Pertence ao Código das Sociedades Comerciais (DL n.º 262/86, de 02 de Setembro)
Este artigo proíbe as sociedades comerciais de emprestar dinheiro ou disponibilizar fundos para que terceiros comprem as suas próprias acções. É uma proteção importante: evita que a empresa se esvazie financeiramente ao financiar quem quer comprar parte dela. Existem duas excepções: operações normais de bancos e instituições financeiras, e aquisições de acções pelos trabalhadores da empresa. Mas mesmo nestas excepções há um limite crítico — a empresa não pode ficar insolvente. Se a situação financeira piorar tanto que o activo líquido fique abaixo do capital subscrito e das reservas obrigatórias, a operação é proibida. Contratos ou actos que violem estas regras são automaticamente nulos, ou seja, não têm validade legal.

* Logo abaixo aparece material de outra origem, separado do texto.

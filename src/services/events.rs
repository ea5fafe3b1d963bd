//! Notification sink client (C8 step 5): POSTs the `routeOptimised` event
//! envelope to an external realtime fan-out transport.
//!
//! Grounded on the teacher's `services::yr::YrClient` — a `reqwest::Client`
//! built once, a bounded timeout, custom headers, a typed result instead of
//! bubbling `reqwest::Error` straight up.

use std::time::Duration;

use serde::Serialize;
use serde_json::json;

use crate::errors::AppError;
use crate::geo::GeoPoint2;

const EVENTS_CHANNEL: &str = "default/routes";
const REQUEST_TIMEOUT: Duration = Duration::from_secs(10);

#[derive(Clone)]
pub struct EventsClient {
    http: reqwest::Client,
    domain: String,
    api_key: String,
}

/// Payload for a completed optimization, matching the assess response
/// shape plus the route id (§6 Event payload).
#[derive(Debug, Serialize)]
pub struct RouteOptimisedData {
    pub id: String,
    pub route: Vec<GeoPoint2>,
    pub route_distance: f64,
    pub population_impact: f64,
    #[serde(skip_serializing_if = "Option::is_none")]
    pub noise_impact_score: Option<f64>,
    #[serde(skip_serializing_if = "Option::is_none")]
    pub visibility_risk: Option<f64>,
    #[serde(skip_serializing_if = "Option::is_none")]
    pub wind_risk: Option<f64>,
}

impl EventsClient {
    pub fn new(domain: &str, api_key: &str) -> Self {
        let http = reqwest::Client::builder()
            .timeout(REQUEST_TIMEOUT)
            .build()
            .expect("failed to build events HTTP client");

        Self { http, domain: domain.to_string(), api_key: api_key.to_string() }
    }

    /// POST the `routeOptimised` event. Failure is non-fatal to the caller
    /// (the persisted RouteRecord update is the system of record, §4.8/§7);
    /// this returns `Err(AppError::PublishFailed)` so the worker can log
    /// and continue.
    pub async fn publish_route_optimised(&self, data: RouteOptimisedData) -> Result<(), AppError> {
        let event = json!({ "type": "routeOptimised", "data": data });
        let envelope = json!({
            "channel": EVENTS_CHANNEL,
            "events": [event.to_string()],
        });

        let response = self
            .http
            .post(&self.domain)
            .bearer_auth(&self.api_key)
            .json(&envelope)
            .send()
            .await
            .map_err(|e| AppError::PublishFailed(e.to_string()))?;

        if !response.status().is_success() {
            return Err(AppError::PublishFailed(format!(
                "notification sink returned {}",
                response.status()
            )));
        }

        Ok(())
    }
}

Uma empresa não pode emprestar 500 mil euros a um investidor para este comprar 20% das suas acções. Isto prejudicaria o caixa da empresa. Se fizesse, o contrato de empréstimo seria nulo. Porém, um banco pode fazer esta operação normalmente — é o seu negócio.
A empresa pode permitir que os seus trabalhadores comprem acções com financiamento próprio. Mas se isso deixar a empresa insolvente — com activo líquido inferior ao capital mais reservas — a operação torna-se proibida, mesmo que beneficie os funcionários.
Um familiar de um accionista pede à empresa que lhe sirva de avalista para um empréstimo bancário destinado a comprar acções da mesma empresa. A empresa não pode fazer isto, pois seria fornecer uma garantia para adquisição de acções próprias.